Machine learning improves tandem MS
Purdue researchers apply machine learning concepts to create a new mass spec method
WEST LAFAYETTE, Ind.—Researchers at Purdue University recently created a new method of applying machine learning concepts to the tandem mass spectrometry process, with the intent of improving the flow of information for new drug development. Their work has been published in Chemical Science.
DDN spoke with Gaurav Chopra, an assistant professor of analytical and physical chemistry in Purdue’s College of Science, and Hilkka Kenttämaa, the Frank Brown Distinguished Professor of Analytical Chemistry and Organic Chemistry at Purdue, to find out more about how this new method will benefit researchers involved in drug discovery.
“Mass spectrometry is essential for the drug discovery process,” say Kenttämaa and Chopra. “Tandem mass spectrometry involves two or more ion separation and analysis steps instead of just one, which makes it a very powerful analytical method and especially suitable for the characterization of complex mixtures containing unknown compounds. This can be used in several drug discovery processes to identify drug metabolites, reaction products, impurities, etc.”
“The specific tandem mass spectrometer method we used here is based on ion-molecule reactions. One can first protonate all analytes in a mixture inside the tandem mass spectrometer, then select just one protonated analyte in the first ion separation step by ejecting all other ions from the instrument, then allow the selected ion to undergo diagnostic reactions with a neutral reagent, and finally analyze all the product ions by using the second ion analysis step,” they continue. “This is a very powerful technique that is combined with machine learning for data interpretation, analysis and automation.
“Analysis of the results obtained in the experiments described above is very tedious, as one often uses many different neutral reagents and analyzes many different protonated analytes that display different reactivities toward the neutral reagents. Machine learning methods with bootstrapping will make data analysis very fast and much more reliable without specific human biases.”
Chopra stated that there are two major problems in the field of machine learning used for chemical sciences: the methods used don’t provide chemical understanding of the decisions that are made by the algorithm, and new methods aren’t typically used for blind experimental tests to see if the proposed models are accurate for use in a chemical laboratory.
“We have addressed both of these items for a methodology that is isomer-selective and extremely useful in chemical sciences to characterize complex mixtures, identify chemical reactions and drug metabolites, and in fields such as proteomics and metabolomics,” he noted.
The researchers constructed statistically robust machine learning models to work with less training data. The model looks at a common neutral reagent, called 2-methoxypropene (MOP), and predicts how compounds will interact with MOP in a tandem mass spectrometer in order to obtain structural information for the compounds.
“This is the first time that machine learning has been coupled with diagnostic gas-phase ion-molecule reactions, and it is a very powerful combination, leading the way to completely automated mass spectrometric identification of organic compounds,” Kenttämaa reported. “We are now introducing many new reagents into this method.”
The Purdue team has also introduced chemical reactivity flowcharts to facilitate chemical interpretation of the decisions made by the machine learning method, which will be useful for understanding and interpreting the mass spectra for structural information.
“Chemical reactivity flowcharts are a representation of how the machine learning methods are making decisions.
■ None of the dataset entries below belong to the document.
//! The broker: module registry, asynchronous calls, and the broker tree.
//!
//! A [`Broker`] is a cheap handle onto shared state. Everything the broker hands to other
//! threads (tasks, listener, heartbeat, call contexts, proxies) holds a [`BrokerHandle`]
//! instead, so the broker shuts down when the last `Broker` is dropped.

pub mod config;
mod heartbeat;
pub mod tree;

use std::collections::HashMap;
use std::net::SocketAddr;
use std::sync::atomic::{AtomicBool, AtomicU64, Ordering};
use std::sync::{Arc, Weak};
use std::thread;
use std::time::{Duration, Instant};

use log::{debug, error, info, warn};
use parking_lot::{Mutex, RwLock};

use crate::context::CallContext;
use crate::module::Module;
use crate::net::{Reply, Request, RequestHandler, Server, TcpTransport, Transport};
use crate::pool::{Job, Task, ThreadPool};
use crate::proxy::{Proxy, Route};
use crate::task_monitor::TaskMonitor;
use crate::value::{TypeTag, Value};
use crate::{BrokerError, Result, TaskId};

pub use crate::pool::ShutdownMode;
pub use config::{BrokerConfig, BrokerFlags, DiscoveryConfig, HeartbeatConfig};
use heartbeat::Heartbeat;
pub use tree::{ChildBroker, ConnectionInfo, ModuleInfo};

/// Bound on discovery, registration and other control requests.
const CONTROL_TIMEOUT: Duration = Duration::from_secs(10);
/// Bound on the goodbye messages sent while shutting down.
const NOTIFY_TIMEOUT: Duration = Duration::from_millis(500);

/// Non-owning reference to a broker.
#[derive(Debug, Clone)]
pub struct BrokerHandle(Weak<BrokerInner>);

impl BrokerHandle {
    pub fn upgrade(&self) -> Result<Broker> {
        self.0.upgrade().map(|inner| Broker { inner }).ok_or(BrokerError::Shutdown)
    }
}

struct Parent {
    endpoint: SocketAddr,
    connection: ConnectionInfo,
}

pub(crate) struct BrokerInner {
    config: BrokerConfig,
    port: AtomicU64,
    modules: RwLock<HashMap<String, Arc<Module>>>,
    next_module_id: AtomicU64,
    next_task_id: AtomicU64,
    routes: RwLock<HashMap<String, Route>>,
    children: RwLock<HashMap<String, ChildBroker>>,
    parent: Mutex<Option<Parent>>,
    pool: Option<ThreadPool>,
    monitor: TaskMonitor,
    transport: Arc<dyn Transport>,
    server: Mutex<Option<Server>>,
    heartbeat: Mutex<Option<Heartbeat>>,
    shutting_down: AtomicBool,
}

/// Shared handle onto a running broker.
#[derive(Clone)]
pub struct Broker {
    inner: Arc<BrokerInner>,
}

struct BrokerService(BrokerHandle);

impl RequestHandler for BrokerService {
    fn handle(&self, request: Request) -> Reply {
        match self.0.upgrade() {
            Ok(broker) => broker.handle_request(request),
            Err(e) => Reply::error(&e),
        }
    }
}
Specifically, identification of different parts of the structure is evaluated to see if the reactions have occurred. The identification of parts of the structure (or features) for a specific chemical reaction is done automatically by machine learning models,” Chopra and Kenttämaa explain. “Eventually, combining these features with specificity of the reactions occurring with each neutral analyte will automate the process towards the choice and specific order of reagents to be used to do the reactions.”
“The combination of tandem mass spectrometry and machine learning will enable us to completely automate the experiments with no human involvement,” they add. “Furthermore, machine learning will reveal how new types of analytes will react with specific reagents and what sort of new reagents might prove to be useful, thereby revealing new chemistry in the process.”
“Researchers will [now] be able to rapidly, reliably and automatically characterize structures of unknown compounds in complex mixtures. Eventually this will become easy and fast to address, where the models learn from their own mistakes iteratively and develop models on the fly in a reinforcement learning manner, thereby saving human effort not to chase dead-end leads. We believe that [combining] powerful machine learning methods with a powerful tandem mass spectrometry technique will solve very difficult problems faced in a wide variety of fields,” conclude Kenttämaa and Chopra.